BRIEF: Scan the data below and copy each line where "every" occurs.

SUPPLIED ENTRIES:
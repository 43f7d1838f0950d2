use std::collections::HashSet;

use chrono::Utc;
use clanboard_shared::format::{format_compact, format_percent};
use clanboard_shared::{
    ItemCatalog, MarketCalculator, MarketPriceRecord, ProfitColumn, SortDirection, UnderpricedRow,
    profit_table,
};
use futures::stream::{self, StreamExt};
use tracing::{error, info, warn};

use crate::client::FeedError;
use crate::state::{FeedState, MarketSnapshot};

const LOGGED_OPPORTUNITIES: usize = 5;

pub async fn run(state: FeedState) {
    let catalog = match ItemCatalog::bundled() {
        Ok(catalog) => catalog,
        Err(e) => {
            error!(error = %e, "item catalog unavailable; market watch disabled");
            return;
        }
    };
    info!(items = catalog.len(), "loaded item catalog");

    let mut interval = tokio::time::interval(state.poll_interval);

    // Poll immediately on startup, then on every tick
    loop {
        interval.tick().await;

        match poll_once(&state, catalog).await {
            Ok(snapshot) => {
                log_top_opportunities(&snapshot);
                inspect_order_books(&state, &snapshot).await;
            }
            Err(e) if e.is_timeout() => {
                warn!(
                    operation = ?e.operation(),
                    error = %e,
                    "market price feed timed out; waiting for next poll"
                );
            }
            Err(e) => {
                warn!(error = %e, "failed to fetch market prices");
            }
        }
    }
}

/// Fetch latest prices and publish a fresh snapshot.
pub async fn poll_once(
    state: &FeedState,
    catalog: &ItemCatalog,
) -> Result<MarketSnapshot, FeedError> {
    let prices = state.client.latest_prices().await?;
    let snapshot = build_snapshot(&state.calculator, catalog, &prices);
    info!(
        fetched_at = %snapshot.fetched_at,
        records = snapshot.record_count,
        profitable = snapshot.profitable.len(),
        underpriced = snapshot.underpriced.len(),
        "market snapshot updated"
    );

    let mut latest = state.latest.write().await;
    for row in newly_underpriced(latest.as_ref(), &snapshot) {
        info!(
            item_id = row.item_id,
            name = %row.name,
            price = %format_compact(row.current_price),
            discount = %format_percent(Some(row.discount_percent)),
            "item dropped below 24h average"
        );
    }
    *latest = Some(snapshot.clone());
    Ok(snapshot)
}

/// Underpriced rows of `current` that were not underpriced in `previous`.
///
/// With no previous snapshot nothing is reported, so startup does not flood
/// the log with every existing discount.
pub fn newly_underpriced<'a>(
    previous: Option<&MarketSnapshot>,
    current: &'a MarketSnapshot,
) -> Vec<&'a UnderpricedRow> {
    let Some(previous) = previous else {
        return Vec::new();
    };
    let known: HashSet<u32> = previous.underpriced.iter().map(|row| row.item_id).collect();
    current
        .underpriced
        .iter()
        .filter(|row| !known.contains(&row.item_id))
        .collect()
}

pub fn build_snapshot(
    calculator: &MarketCalculator,
    catalog: &ItemCatalog,
    prices: &[MarketPriceRecord],
) -> MarketSnapshot {
    MarketSnapshot {
        fetched_at: Utc::now(),
        record_count: prices.len(),
        profitable: calculator.profitable_rows(catalog, prices),
        underpriced: calculator.underpriced_rows(catalog, prices),
    }
}

fn log_top_opportunities(snapshot: &MarketSnapshot) {
    let mut table = profit_table(snapshot.profitable.clone());
    table.set_sort(ProfitColumn::ProfitPercent, SortDirection::Descending);
    for row in table.page_items().into_iter().take(LOGGED_OPPORTUNITIES) {
        info!(
            item_id = row.item_id,
            name = %row.name,
            price = %format_compact(row.current_price),
            profit_each = %format_compact(row.profit_each),
            profit_percent = %format_percent(row.profit_percent),
            "market sells above shop value"
        );
    }

    for row in snapshot.underpriced.iter().take(LOGGED_OPPORTUNITIES) {
        info!(
            item_id = row.item_id,
            name = %row.name,
            price = %format_compact(row.current_price),
            average_1d = %format_compact(row.average_price_1d),
            discount = %format_percent(Some(row.discount_percent)),
            "listed below 24h average"
        );
    }
}

/// Pull order books for the deepest discounts with bounded concurrency.
async fn inspect_order_books(state: &FeedState, snapshot: &MarketSnapshot) {
    if state.detail_top_n == 0 {
        return;
    }

    let item_ids: Vec<u32> = snapshot
        .underpriced
        .iter()
        .take(state.detail_top_n)
        .map(|row| row.item_id)
        .collect();

    let results: Vec<_> = stream::iter(item_ids)
        .map(|item_id| {
            let client = state.client.clone();
            async move { (item_id, client.item_detail(item_id).await) }
        })
        .buffer_unordered(state.detail_max_concurrency.max(1))
        .collect()
        .await;

    for (item_id, result) in results {
        match result {
            Ok(detail) => {
                info!(
                    item_id,
                    best_sell = ?detail.best_sell(),
                    best_buy = ?detail.best_buy(),
                    spread = ?detail.spread(),
                    "order book"
                );
            }
            Err(e) => {
                warn!(item_id, timed_out = e.is_timeout(), error = %e, "failed to fetch order book");
            }
        }
    }
}

#[cfg(test)]
mod tests {
    use std::net::SocketAddr;
    use std::sync::Arc;
    use std::sync::atomic::{AtomicUsize, Ordering};
    use std::time::Duration;

    use axum::Router;
    use axum::routing::get;
    use clanboard_shared::{ItemCatalog, ItemCatalogEntry, MarketCalculator, MarketPriceRecord};

    use super::{build_snapshot, newly_underpriced, poll_once};
    use crate::client::PriceFeedClient;
    use crate::state::FeedState;

    fn catalog() -> ItemCatalog {
        ItemCatalog::from_entries([
            ItemCatalogEntry {
                item_id: 2,
                name: "Oak log".to_string(),
                game_sell_value: 5.0,
                category: vec!["Resources".to_string(), "Logs".to_string()],
            },
            ItemCatalogEntry {
                item_id: 41,
                name: "Iron bar".to_string(),
                game_sell_value: 24.0,
                category: vec!["Resources".to_string(), "Bars".to_string()],
            },
        ])
        .expect("test catalog")
    }

    fn record(item_id: u32, lowest_sell: f64, average_1d: Option<f64>) -> MarketPriceRecord {
        MarketPriceRecord {
            item_id,
            lowest_sell_price: lowest_sell,
            highest_buy_price: 0.0,
            average_price_1d: average_1d,
            average_price_7d: None,
            average_price_30d: None,
            trade_volume_1d: None,
        }
    }

    async fn spawn_test_server(app: Router) -> (SocketAddr, tokio::task::JoinHandle<()>) {
        let listener = tokio::net::TcpListener::bind("127.0.0.1:0")
            .await
            .expect("bind test listener");
        let addr = listener.local_addr().expect("listener address");
        let handle = tokio::spawn(async move {
            axum::serve(listener, app).await.expect("serve test app");
        });
        (addr, handle)
    }

    #[test]
    fn snapshot_splits_profitable_and_underpriced() {
        let prices = [
            record(2, 8.0, Some(8.5)),
            record(41, 15.0, Some(30.0)),
            record(999, 1.0, Some(100.0)),
        ];
        let snapshot = build_snapshot(&MarketCalculator::default(), &catalog(), &prices);
        assert_eq!(snapshot.record_count, 3);
        assert_eq!(snapshot.profitable.len(), 1);
        assert_eq!(snapshot.profitable[0].item_id, 2);
        assert_eq!(snapshot.underpriced.len(), 1);
        assert_eq!(snapshot.underpriced[0].item_id, 41);
    }

    #[tokio::test]
    async fn poll_once_publishes_snapshot() {
        let app = Router::new().route(
            "/api/PlayerMarket/items/prices/latest",
            get(|| async {
                r#"[{"itemId": 2, "lowestSellPrice": 9, "highestBuyPrice": 7, "averagePrice1Day": 9}]"#
            }),
        );
        let (addr, server) = spawn_test_server(app).await;
        let client = PriceFeedClient::new(
            &format!("http://{addr}/api/"),
            Duration::from_secs(5),
            Duration::from_secs(1),
        )
        .expect("test client");
        let state = FeedState::new(client, MarketCalculator::default());

        let snapshot = poll_once(&state, &catalog()).await.expect("poll");
        assert_eq!(snapshot.profitable.len(), 1);

        let latest = state.latest.read().await;
        let published = latest.as_ref().expect("snapshot published");
        assert_eq!(published.record_count, 1);
        assert_eq!(published.profitable[0].profit_each, 4.0);

        server.abort();
    }

    #[test]
    fn only_fresh_discounts_are_reported() {
        let calculator = MarketCalculator::default();
        let first = build_snapshot(&calculator, &catalog(), &[record(41, 15.0, Some(30.0))]);
        assert!(newly_underpriced(None, &first).is_empty());

        let second = build_snapshot(
            &calculator,
            &catalog(),
            &[record(2, 3.0, Some(8.0)), record(41, 14.0, Some(30.0))],
        );
        let fresh: Vec<u32> = newly_underpriced(Some(&first), &second)
            .into_iter()
            .map(|row| row.item_id)
            .collect();
        assert_eq!(fresh, vec![2]);
        assert!(newly_underpriced(Some(&second), &second).is_empty());
    }

    #[tokio::test]
    async fn second_poll_replaces_previous_snapshot() {
        let calls = Arc::new(AtomicUsize::new(0));
        let app = Router::new().route(
            "/api/PlayerMarket/items/prices/latest",
            get({
                let calls = Arc::clone(&calls);
                move || {
                    let call = calls.fetch_add(1, Ordering::SeqCst);
                    async move {
                        if call == 0 {
                            r#"[{"itemId": 41, "lowestSellPrice": 30, "averagePrice1Day": 30}]"#
                        } else {
                            r#"[{"itemId": 41, "lowestSellPrice": 12, "averagePrice1Day": 30}]"#
                        }
                    }
                }
            }),
        );
        let (addr, server) = spawn_test_server(app).await;
        let client = PriceFeedClient::new(
            &format!("http://{addr}/api/"),
            Duration::from_secs(5),
            Duration::from_secs(1),
        )
        .expect("test client");
        let state = FeedState::new(client, MarketCalculator::default());

        let first = poll_once(&state, &catalog()).await.expect("first poll");
        assert!(first.underpriced.is_empty());

        let second = poll_once(&state, &catalog()).await.expect("second poll");
        assert_eq!(newly_underpriced(Some(&first), &second).len(), 1);

        let latest = state.latest.read().await;
        let published = latest.as_ref().expect("snapshot published");
        assert_eq!(published.underpriced[0].item_id, 41);
        assert_eq!(published.fetched_at, second.fetched_at);

        server.abort();
    }

    #[tokio::test]
    async fn failed_poll_publishes_nothing() {
        let app = Router::new();
        let (addr, server) = spawn_test_server(app).await;
        let client = PriceFeedClient::new(
            &format!("http://{addr}/api/"),
            Duration::from_secs(5),
            Duration::from_secs(1),
        )
        .expect("test client");
        let state = FeedState::new(client, MarketCalculator::default());

        let err = poll_once(&state, &catalog()).await.unwrap_err();
        assert!(!err.is_timeout());
        assert!(state.latest.read().await.is_none());

        server.abort();
    }
}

EXERCISE RESULT:
    // Poll immediately on startup, then on every tick
/// the log with every existing discount.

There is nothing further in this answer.